Published in final edited form as: Nat Commun. 2014 Jun 13;5:4137. doi: 10.1038/ncomms5137

Figure 5. RNA exosome and SHM.

Figure 5

Knockdown efficiency of Rrp40 was assessed by quantitative PCR and percentage of reduction was calculated comparing to Ctrl-shRNA transduced cells; b) SHM rate was assessed in Rrp40 knockdown cells and Ctrl-shRNA transduced cells in the Ramos reporter cells and the reduction of SHM level was calculated accordingly. Combined data from three independent experiments were used to detect significant reduction associated with a reduced level of cellular Rrp40; c) Distribution of mutations in cells either transduced with control shRNA or shRNA against Rrp40 were analyzed by SHMTool.
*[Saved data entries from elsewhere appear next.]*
// SPDX-FileCopyrightText: 2025 Caspar Water Company
//
// SPDX-License-Identifier: Apache-2.0

//! Seekable channel over sequential backend streams
//!
//! The remote object is downloaded into a local temporary file when the
//! channel opens for reading or appending. Reads, writes and seeks go to
//! that file. Closing uploads the file back through the backend's output
//! hook if the channel was opened writable, then deletes it.

use crate::backend::Backend;
use crate::error::{Error, Result};
use crate::fs::{Closeable, FileSystem, Registration};
use crate::options::{OpenOption, OpenOptionSet, is_writable, option_set};
use crate::path::UnixPath;
use diagnostics::*;
use std::io::{self, Read, Seek, SeekFrom, Write};
use std::path::PathBuf;
use std::sync::{Arc, Mutex, MutexGuard, PoisonError, Weak};
use tempfile::NamedTempFile;

struct ChannelState {
    path: UnixPath,
    fs: Weak<FileSystem>,
    backend: Arc<dyn Backend>,
    options: OpenOptionSet,
    /// `None` once closed
    staged: Mutex<Option<NamedTempFile>>,
}

impl ChannelState {
    fn lock(&self) -> MutexGuard<'_, Option<NamedTempFile>> {
        self.staged.lock().unwrap_or_else(PoisonError::into_inner)
    }

    fn with<T>(&self, f: impl FnOnce(&mut NamedTempFile) -> io::Result<T>) -> Result<T> {
        let mut staged = self.lock();
        let file = staged.as_mut().ok_or(Error::ChannelClosed)?;
        Ok(f(file)?)
    }

    /// Drop the cached attributes of the uploaded path.
    fn evict(&self) -> Result<()> {
        match self.fs.upgrade() {
            Some(fs) => fs.remove_from_attribute_cache(&self.path),
            None => Ok(()),
        }
    }

    fn upload(&self, file: &mut NamedTempFile) -> Result<u64> {
        let upload_options = option_set(&[
            OpenOption::Write,
            OpenOption::Create,
            OpenOption::TruncateExisting,
        ]);
        let mut output = self
            .backend
            .new_output_stream_internal(&self.path, &upload_options)?;
        _ = file.seek(SeekFrom::Start(0))?;
        let bytes = io::copy(file.as_file_mut(), &mut output)?;
        output.flush()?;
        Ok(bytes)
    }
}

impl Closeable for ChannelState {
    /// Upload if writable and delete the temporary file; later calls do nothing.
    fn close(&self) -> Result<()> {
        let Some(mut file) = self.lock().take() else {
            return Ok(());
        };
        // Channels opened only for reading never upload.
        let uploaded = if is_writable(&self.options) {
            let result = self.upload(&mut file).map(|bytes| {
                info!("uploaded {bytes} bytes to {path}", bytes: bytes, path: self.path.to_string());
            });
            let evicted = self.evict();
            result.and(evicted)
        } else {
            Ok(())
        };
        let removed = file.close();
        uploaded?;
        Ok(removed?)
    }
}

/// Random-access channel staged through a local temporary file
pub struct SeekableChannel {
    state: Arc<ChannelState>,
    registration: Registration,
    temp_path: PathBuf,
}

impl SeekableChannel {
    pub(crate) fn open(fs: &Arc<FileSystem>, path: UnixPath, options: OpenOptionSet) -> Result<Self> {
        let backend = fs.backend().clone();
        let name = path
            .file_name()
            .map(|n| {
                n.to_string()
                    .trim_end_matches(path.fs_ref().separator())
                    .replace(['/', '\\'], "_")
            })
            .unwrap_or_default();
        let mut file = tempfile::Builder::new()
            .prefix(&format!("unifs-{name}-"))
            .tempfile()?;

        if options.contains(&OpenOption::Read) || options.contains(&OpenOption::Append) {
            match backend.new_input_stream_internal(&path, &option_set(&[OpenOption::Read])) {
                Ok(mut input) => {
                    let bytes = io::copy(&mut input, file.as_file_mut())?;
                    debug!("staged {bytes} bytes of {path}", bytes: bytes, path: path.to_string());
                }
                Err(err) if err.is_not_found() => {
                    debug!("nothing to stage for {path}", path: path.to_string());
                }
                Err(err) => return Err(err),
            }
        }
        if options.contains(&OpenOption::Write) && options.contains(&OpenOption::TruncateExisting) {
            file.as_file().set_len(0)?;
        }
        _ = file.seek(SeekFrom::Start(0))?;

        let temp_path = file.path().to_path_buf();
        let state = Arc::new(ChannelState {
            path,
            fs: Arc::downgrade(fs),
            backend,
            options,
            staged: Mutex::new(Some(file)),
        });
        let registration = Registration::register(fs, state.clone());
        Ok(Self {
            state,
            registration,
            temp_path,
        })
    }

    #[must_use]
    pub fn path(&self) -> &UnixPath {
        &self.state.path
    }

    /// Location of the local staging file
    #[must_use]
    pub fn temp_path(&self) -> &std::path::Path {
        &self.temp_path
    }

    #[must_use]
    pub fn is_open(&self) -> bool {
        self.state.lock().is_some()
    }

    pub fn read(&self, buf: &mut [u8]) -> Result<usize> {
        self.state.with(|file| file.read(buf))
    }

    pub fn write(&self, buf: &[u8]) -> Result<usize> {
        if !is_writable(&self.state.options) {
            return Err(Error::unsupported(format!(
                "writing '{}' through a channel opened for reading",
                self.state.path
            )));
        }
        let append = self.state.options.contains(&OpenOption::Append);
        self.state.with(|file| {
            if append {
                _ = file.seek(SeekFrom::End(0))?;
            }
            file.write(buf)
        })
    }

    pub fn position(&self) -> Result<u64> {
        self.state.with(|file| file.stream_position())
    }

    pub fn set_position(&self, position: u64) -> Result<()> {
        self.state
            .with(|file| file.seek(SeekFrom::Start(position)).map(|_| ()))
    }

    pub fn size(&self) -> Result<u64> {
        self.state.with(|file| Ok(file.as_file().metadata()?.len()))
    }

    /// Shrink to `size`; the position moves back if it was past the end.
    pub fn truncate(&self, size: u64) -> Result<()> {
        self.state.with(|file| {
            if file.as_file().metadata()?.len() > size {
                file.as_file().set_len(size)?;
            }
            if file.stream_position()? > size {
                _ = file.seek(SeekFrom::Start(size))?;
            }
            Ok(())
        })
    }

    /// Upload, delete the staging file and leave the registry; idempotent.
    pub fn close(&self) -> Result<()> {
        let closed = self.state.close();
        self.registration.release();
        closed
    }
}

impl Read for SeekableChannel {
    fn read(&mut self, buf: &mut [u8]) -> io::Result<usize> {
        Ok(SeekableChannel::read(self, buf)?)
    }
}

impl Write for SeekableChannel {
    fn write(&mut self, buf: &[u8]) -> io::Result<usize> {
        Ok(SeekableChannel::write(self, buf)?)
    }

    fn flush(&mut self) -> io::Result<()> {
        Ok(self.state.with(|file| file.flush())?)
    }
}

impl Seek for SeekableChannel {
    fn seek(&mut self, pos: SeekFrom) -> io::Result<u64> {
        Ok(self.state.with(|file| file.seek(pos))?)
    }
}

impl Drop for SeekableChannel {
    fn drop(&mut self) {
        if let Err(err) = self.close() {
            warn!("channel failed to close: {err}", err: err.to_string().as_str());
        }
    }
}
// SPDX-FileCopyrightText: 2025 Caspar Water Company
//
// SPDX-License-Identifier: Apache-2.0

//! Registered wrappers around raw backend streams and listings
//!
//! Each wrapper joins its filesystem's closeable registry when created and
//! leaves it when closed or dropped. A filesystem that closes first shuts
//! the raw stream down; later reads and writes fail with `StreamClosed`.

use crate::backend::{PathIter, RawInput, RawOutput};
use crate::error::{Error, Result};
use crate::fs::{Closeable, FileSystem, Registration};
use crate::path::UnixPath;
use diagnostics::*;
use std::io::{self, Read, Write};
use std::sync::{Arc, Mutex, MutexGuard, PoisonError};

/// Raw stream shared between its wrapper and the registry
struct StreamSlot<S> {
    inner: Mutex<Option<S>>,
}

impl<S> StreamSlot<S> {
    fn new(inner: S) -> Arc<Self> {
        Arc::new(Self {
            inner: Mutex::new(Some(inner)),
        })
    }

    fn lock(&self) -> MutexGuard<'_, Option<S>> {
        self.inner.lock().unwrap_or_else(PoisonError::into_inner)
    }

    fn take(&self) -> Option<S> {
        self.lock().take()
    }

    fn with<T>(&self, f: impl FnOnce(&mut S) -> io::Result<T>) -> io::Result<T> {
        match self.lock().as_mut() {
            Some(stream) => f(stream),
            None => Err(Error::StreamClosed.into()),
        }
    }
}

impl Closeable for StreamSlot<RawInput> {
    fn close(&self) -> Result<()> {
        drop(self.take());
        Ok(())
    }
}

impl Closeable for StreamSlot<RawOutput> {
    fn close(&self) -> Result<()> {
        if let Some(mut output) = self.take() {
            output.flush()?;
        }
        Ok(())
    }
}

impl Closeable for StreamSlot<PathIter> {
    fn close(&self) -> Result<()> {
        drop(self.take());
        Ok(())
    }
}

/// Byte source registered with its filesystem
pub struct InputStream {
    slot: Arc<StreamSlot<RawInput>>,
    registration: Registration,
}

impl InputStream {
    pub(crate) fn new(fs: &Arc<FileSystem>, raw: RawInput) -> Self {
        let slot = StreamSlot::new(raw);
        let registration = Registration::register(fs, slot.clone());
        Self { slot, registration }
    }

    #[must_use]
    pub fn is_open(&self) -> bool {
        self.slot.lock().is_some()
    }

    pub fn close(&mut self) -> Result<()> {
        let closed = self.slot.close();
        self.registration.release();
        closed
    }
}

impl Read for InputStream {
    fn read(&mut self, buf: &mut [u8]) -> io::Result<usize> {
        self.slot.with(|input| input.read(buf))
    }
}

impl Drop for InputStream {
    fn drop(&mut self) {
        _ = self.close();
    }
}

/// Byte sink registered with its filesystem; content is committed on close
pub struct OutputStream {
    slot: Arc<StreamSlot<RawOutput>>,
    registration: Registration,
}

impl OutputStream {
    pub(crate) fn new(fs: &Arc<FileSystem>, raw: RawOutput) -> Self {
        let slot = StreamSlot::new(raw);
        let registration = Registration::register(fs, slot.clone());
        Self { slot, registration }
    }

    #[must_use]
    pub fn is_open(&self) -> bool {
        self.slot.lock().is_some()
    }

    pub fn close(&mut self) -> Result<()> {
        let closed = self.slot.close();
        self.registration.release();
        closed
    }
}

impl Write for OutputStream {
    fn write(&mut self, buf: &[u8]) -> io::Result<usize> {
        self.slot.with(|output| output.write(buf))
    }

    fn flush(&mut self) -> io::Result<()> {
        self.slot.with(|output| output.flush())
    }
}

impl Drop for OutputStream {
    fn drop(&mut self) {
        if let Err(err) = self.close() {
            warn!("output stream failed to close: {err}", err: err.to_string().as_str());
        }
    }
}

/// Directory listing registered with its filesystem
///
/// Iteration ends early once the stream or its filesystem is closed.
pub struct DirectoryStream {
    slot: Arc<StreamSlot<PathIter>>,
    registration: Registration,
}

impl DirectoryStream {
    pub(crate) fn new(fs: &Arc<FileSystem>, entries: PathIter) -> Self {
        let slot = StreamSlot::new(entries);
        let registration = Registration::register(fs, slot.clone());
        Self { slot, registration }
    }

    #[must_use]
    pub fn is_open(&self) -> bool {
        self.slot.lock().is_some()
    }

    pub fn close(&mut self) -> Result<()> {
        let closed = self.slot.close();
        self.registration.release();
        closed
    }
}

impl Iterator for DirectoryStream {
    type Item = Result<UnixPath>;

    fn next(&mut self) -> Option<Self::Item> {
        self.slot.lock().as_mut()?.next()
    }
}

impl Drop for DirectoryStream {
    fn drop(&mut self) {
        _ = self.close();
    }
}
Data represent the compiling analysis from two independent sequencing experiments; d) G or C mutation frequency and e) mutation type were summarized in cells under the indicated conditions. A total of 33 Igh-V sequences were sequenced from Ctrl-shRNA transduced cells and 60 from Rrp40KD cells. A compiled analysis of 3 independent experiments was conducted in panels a and b using t-test and error bars represent the SD. 2 by 2 contingency table analysis were used for statistical analysis in d and e.